EXCLUSIVE: Bathstore debts revealed

Bathstore collapsed owing millions of pounds to customers and installers, according to the initial administrator’s report seen by kbbreview.

The company appointed administrator BDO at the end of June, following two years of poor revenue and losses. It was bought on July 22 by Homebase for £1.24m.

When BDO was appointed on June 26, Bathstore’s creditors were owed £17m – including £2m to suppliers, £1.2m to installers, £8m of customer deposits and £2.6m to the tax man.

Some of those liabilities have since been mitigated by selling off existing stock via some stores and the company’s website.

Bathstore operated from 135 leasehold stores across the UK and its head office in Welwyn Garden City, employing 531 staff. It also had 20 franchisees, which were owned and operated independently but bought product from the company and were licensed to use the brand.

The company was a wholly owned subsidiary of Bathstore Group Ltd, which was itself owned by Bathstore Holdings LLC.  Bathstore Holdings, whose ultimate shareholder is US banking tycoon Warren Stephens, acquired the business in 2014. The administrator’s report reveals that, since then, Bathstore Holdings provided over £65m of debt funding for Bathstore Group.

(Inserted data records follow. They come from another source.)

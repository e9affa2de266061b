//! # vaidya-model - Doctor Directory Data Model
//!
//! This crate contains the strongly-typed representations of the records and
//! parameter vocabularies used across the Vaidya Doctor Directory Server. It
//! is deliberately small: one record type, two closed parameter vocabularies,
//! and the lenient deserialization helpers needed to survive the upstream
//! dataset's irregularities.
//!
//! ## Record Model
//!
//! The central type is [`Doctor`], deserialized from the upstream JSON array
//! with camelCase field names:
//!
//! | Field | JSON name | Notes |
//! |-------|-----------|-------|
//! | `name` | `name` | display label and de-facto identifier |
//! | `specialties` | `specialties` | zero or more, ordered |
//! | `years_of_experience` | `yearsOfExperience` | non-negative |
//! | `consultation_fee` | `consultationFee` | non-negative |
//! | `video_consult_available` | `videoConsultAvailable` | |
//! | `clinic_name` | `clinicName` | display only |
//! | `city` | `city` | display only |
//!
//! The upstream feed is third-party data over which we have no schema
//! control, so parsing is tolerant: every field defaults when absent, and a
//! present-but-mistyped value degrades to that same default. `specialties`
//! accepts a bare string or `null` in place of an array, the numeric fields
//! accept numeric strings, and the video flag accepts `"true"`/`"false"` or
//! 0/1. A malformed field becomes a gap in its record, never a failed load.
//!
//! ## Parameter Vocabularies
//!
//! [`ConsultationMode`] and [`SortKey`] are the closed vocabularies that
//! appear in listing URLs (`consultationMode=video-consult`,
//! `sortBy=fees`). Both expose `as_str` / `Display` / `FromStr`;
//! unrecognized wire codes fail parsing, which callers treat as the
//! parameter being unset.

// Enforce documentation
#![warn(missing_docs)]
#![warn(rustdoc::missing_crate_level_docs)]

pub mod doctor;
pub mod serde_helpers;
pub mod types;

// Re-export commonly used types
pub use doctor::Doctor;
pub use types::{ConsultationMode, SortKey};
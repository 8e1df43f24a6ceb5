//! 检测器元数据读取
//!
//! 元数据文件格式：一行表头，之后每行
//! `relative_path,x,y,width,height[,score]`。

use crate::error::MetaError;
use crate::models::crop::{CropDescriptor, CropRect, PixelSource};
use std::path::{Path, PathBuf};
use std::str::FromStr;
use tracing::warn;

/// 宽松解析的结果：解析失败时退回默认值，但保留失败的事实
#[derive(Debug, Clone, Copy, PartialEq)]
pub enum Lenient<T> {
    Parsed(T),
    Defaulted(T),
}

impl<T: Copy> Lenient<T> {
    pub fn value(&self) -> T {
        match self {
            Lenient::Parsed(v) | Lenient::Defaulted(v) => *v,
        }
    }

    pub fn is_defaulted(&self) -> bool {
        matches!(self, Lenient::Defaulted(_))
    }
}

/// 解析数值字段，失败时取默认值（0）
pub fn parse_lenient<T: FromStr + Default + Copy>(field: &str) -> Lenient<T> {
    match field.parse::<T>() {
        Ok(v) => Lenient::Parsed(v),
        Err(_) => Lenient::Defaulted(T::default()),
    }
}

/// 一次读取的结果
#[derive(Debug, Default)]
pub struct MetaReport {
    /// 按文件顺序排列的裁剪描述
    pub descriptors: Vec<CropDescriptor>,
    /// 因字段不足或格式错误而跳过的行数
    pub skipped_rows: usize,
    /// 数值解析失败、被置为 0 的字段数
    pub defaulted_fields: usize,
}

impl MetaReport {
    pub fn len(&self) -> usize {
        self.descriptors.len()
    }

    pub fn is_empty(&self) -> bool {
        self.descriptors.is_empty()
    }
}

/// 元数据读取器
pub struct MetaRecordReader {
    has_score: bool,
}

impl MetaRecordReader {
    /// 候选框检测器的元数据（带置信度列）
    pub fn with_score() -> Self {
        Self { has_score: true }
    }

    /// 显著性检测器的元数据（无置信度列）
    pub fn without_score() -> Self {
        Self { has_score: false }
    }

    fn expected_columns(&self) -> usize {
        if self.has_score {
            6
        } else {
            5
        }
    }

    /// 读取元数据文件
    ///
    /// 文件不存在或无法打开时返回错误；行级问题只记录日志并跳过该行。
    pub fn read(&self, path: &Path) -> Result<MetaReport, MetaError> {
        let mut reader = csv::ReaderBuilder::new()
            .has_headers(true)
            .flexible(true)
            .from_path(path)
            .map_err(|source| MetaError::OpenFailed {
                path: path.to_path_buf(),
                source,
            })?;

        // 提前读取表头，区分 "表头损坏" 与 "行损坏"
        reader.headers().map_err(|source| MetaError::HeaderFailed {
            path: path.to_path_buf(),
            source,
        })?;

        let expected = self.expected_columns();
        let mut report = MetaReport::default();

        for (line, result) in reader.records().enumerate() {
            let record = match result {
                Ok(record) => record,
                Err(e) => {
                    warn!("元数据行格式错误 {} (第 {} 行): {}", path.display(), line + 2, e);
                    report.skipped_rows += 1;
                    continue;
                }
            };

            if record.len() < expected {
                warn!(
                    "元数据行字段不足 {}: 期望 {} 列, 实际 {} 列 (行: {})",
                    path.display(),
                    expected,
                    record.len(),
                    record.iter().collect::<Vec<_>>().join(",")
                );
                report.skipped_rows += 1;
                continue;
            }

            let coords: Vec<Lenient<i64>> = (1..=4).map(|i| parse_lenient(&record[i])).collect();
            let score = self.has_score.then(|| parse_lenient::<f64>(&record[5]));

            let defaulted = coords.iter().filter(|c| c.is_defaulted()).count()
                + usize::from(score.map(|s| s.is_defaulted()).unwrap_or(false));
            if defaulted > 0 {
                warn!(
                    "元数据行存在无法解析的数值，已按 0 处理 {} (行: {})",
                    path.display(),
                    record.iter().collect::<Vec<_>>().join(",")
                );
                report.defaulted_fields += defaulted;
            }

            let rect = CropRect::new(
                coords[0].value(),
                coords[1].value(),
                coords[2].value(),
                coords[3].value(),
            );
            if rect.far_corner().is_none() {
                warn!(
                    "元数据行坐标溢出，已跳过 {} (行: {})",
                    path.display(),
                    record.iter().collect::<Vec<_>>().join(",")
                );
                report.skipped_rows += 1;
                continue;
            }

            report.descriptors.push(CropDescriptor {
                source: PixelSource::PreCropped(PathBuf::from(&record[0])),
                rect,
                score: score.map(|s| s.value()),
            });
        }

        Ok(report)
    }
}

#[cfg(test)]
mod tests {
    use super::*;
    use std::fs;

    fn write_meta(dir: &Path, content: &str) -> PathBuf {
        let path = dir.join("meta.csv");
        fs::write(&path, content).unwrap();
        path
    }

    #[test]
    fn test_read_with_score_keeps_order_and_score() {
        let dir = tempfile::tempdir().unwrap();
        let path = write_meta(
            dir.path(),
            "relative_crop_path,x,y,width,height,score\n\
             crops/a.jpg,1,2,30,40,0.98\n\
             crops/b.jpg,5,6,70,80,0.51\n",
        );

        let report = MetaRecordReader::with_score().read(&path).unwrap();
        assert_eq!(report.len(), 2);
        assert_eq!(
            report.descriptors[0],
            CropDescriptor {
                source: PixelSource::PreCropped(PathBuf::from("crops/a.jpg")),
                rect: CropRect::new(1, 2, 30, 40),
                score: Some(0.98),
            }
        );
        assert_eq!(report.descriptors[1].score, Some(0.51));
        assert_eq!(report.skipped_rows, 0);
    }

    #[test]
    fn test_short_rows_are_skipped_not_fatal() {
        let dir = tempfile::tempdir().unwrap();
        let path = write_meta(
            dir.path(),
            "relative_crop_path,x,y,width,height\n\
             crops/a.jpg,1,2\n\
             crops/b.jpg,5,6,70,80\n",
        );

        let report = MetaRecordReader::without_score().read(&path).unwrap();
        assert_eq!(report.len(), 1);
        assert_eq!(report.skipped_rows, 1);
        assert_eq!(report.descriptors[0].score, None);
    }

    #[test]
    fn test_score_column_required_when_expected() {
        let dir = tempfile::tempdir().unwrap();
        let path = write_meta(dir.path(), "p,x,y,w,h\ncrops/a.jpg,1,2,3,4\n");

        let report = MetaRecordReader::with_score().read(&path).unwrap();
        assert!(report.is_empty());
        assert_eq!(report.skipped_rows, 1);
    }

    #[test]
    fn test_non_numeric_fields_default_to_zero() {
        let dir = tempfile::tempdir().unwrap();
        let path = write_meta(dir.path(), "p,x,y,w,h\ncrops/a.jpg,abc,2,30,forty\n");

        let report = MetaRecordReader::without_score().read(&path).unwrap();
        assert_eq!(report.descriptors[0].rect, CropRect::new(0, 2, 30, 0));
        assert_eq!(report.defaulted_fields, 2);
    }

    #[test]
    fn test_overflowing_coordinates_are_skipped() {
        let dir = tempfile::tempdir().unwrap();
        let path = write_meta(
            dir.path(),
            "relative_crop_path,x,y,width,height,score\n\
             crops/a.jpg,9223372036854775807,0,10,10,0.9\n\
             crops/b.jpg,0,-9223372036854775808,10,-1,0.8\n\
             crops/c.jpg,1,2,30,40,0.7\n",
        );

        let report = MetaRecordReader::with_score().read(&path).unwrap();
        assert_eq!(report.len(), 1);
        assert_eq!(report.skipped_rows, 2);
        assert_eq!(report.descriptors[0].rect, CropRect::new(1, 2, 30, 40));
    }

    #[test]
    fn test_empty_and_header_only_files() {
        let dir = tempfile::tempdir().unwrap();
        let path = write_meta(dir.path(), "");
        assert!(MetaRecordReader::with_score().read(&path).unwrap().is_empty());

        let path = write_meta(dir.path(), "p,x,y,w,h,score\n");
        assert!(MetaRecordReader::with_score().read(&path).unwrap().is_empty());
    }

    #[test]
    fn test_missing_file_is_error() {
        let dir = tempfile::tempdir().unwrap();
        let result = MetaRecordReader::without_score().read(&dir.path().join("bing_meta.csv"));
        assert!(matches!(result, Err(MetaError::OpenFailed { .. })));
    }

    #[test]
    fn test_lenient_parse() {
        assert_eq!(parse_lenient::<i64>("42"), Lenient::Parsed(42));
        assert_eq!(parse_lenient::<i64>(" 42"), Lenient::Defaulted(0));
        assert!(parse_lenient::<f64>("x").is_defaulted());
    }
}
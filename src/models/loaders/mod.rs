pub mod meta_reader;
pub mod painting_loader;

pub use meta_reader::{Lenient, MetaRecordReader, MetaReport};
pub use painting_loader::load_paintings;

A prolonged period of difficult trading is ultimately blamed for Bathstore’s decline. For the year ending July 31, 2017 Bathstore saw a pre-tax loss of £29m against a turnover of £141m. For the same period in 2018, there was a pre-tax loss of £20m against a 19% fall in turnover of £115m. In the nine-month period to April 30 2019, management accounts show a pre-tax loss of £17.5m.

All 135 stores initially continued to trade immediately after the BDO appointment. However, all installation projects were instantly shut down, as was all support for franchisees – including fulfilling any orders. In the head office, 85 staff were made redundant. On July 19, 36 underperforming stores were shut and, following the Homebase sale, the remaining 53 were closed by August 7.

All of Bathstore’s stock  – valued at around £9.7m when the administrator was appointed – was held and managed by third-party logistics company DHL Excel Europe.  It was owed £3.5m by Bathstore at the end of June and had already stopped all deliveries as a result.

DHL Excel Europe then agreed to resume deliveries on the understanding that the revenue from new orders would be used to offset the sum owed to them.

Equally, at the end of June Bathstore was holding around £9m of customer deposits – representing 8,120 unfulfilled orders – made up of product, installation or both. As of August 13, 4,934 of those (61%) were fulfilled – all of them product-only orders, as the majority of the remaining orders involve installation.

Of this £9m, £8.34m had been paid by credit or debit cards via Bathstore’s merchant service provider, leading to fears of a potential unsecured claim against the company to that amount.  Alongside the agreement with DHL Excel Europe, administrators agreed with the merchant service provider to continue to process and fulfill orders in order to mitigate that risk. As of August 13, that figure has dropped by 57% to £3.6m.

In total, sales during the administration totaled £5.4m including stock and ex-display product. Any display stock not sold has been “abandoned”.

At the time of BDO’s appointment, franchisees owed Bathstore £1.7m and while some have simply ceased to trade, others are now subject to formal insolvency processes themselves. Chances of redeeming this money are, according to BDO, “uncertain”.

All staff have been paid and there were, according to BDO, no arrears of wages.

Suppliers left out of pocket include Aqualisa (£60,000), International Decorative Surfaces (£50,000), Just Taps (£92,000), Kohler Mira (£92,000), and Traymate (£58,000). Many of the supply creditors are based in the Far East.

There are around 225 installation companies listed as creditors, totalling £1.16m. The chances of these installers receiving any significant return is unlikely.

Homebase paid £1.24m for Bathstore, broken down into £830,000 of warehouse stock, £308,000 of ex-display product, and £100,000 of intellectual property.

The sale process saw approaches to 121 different parties, with 15 trade and eight financial investors considering serious bids. In the end, three formal offers were made and Homebase won out with a deal that included a licence to occupy 44 stores and transfer 154 store employees.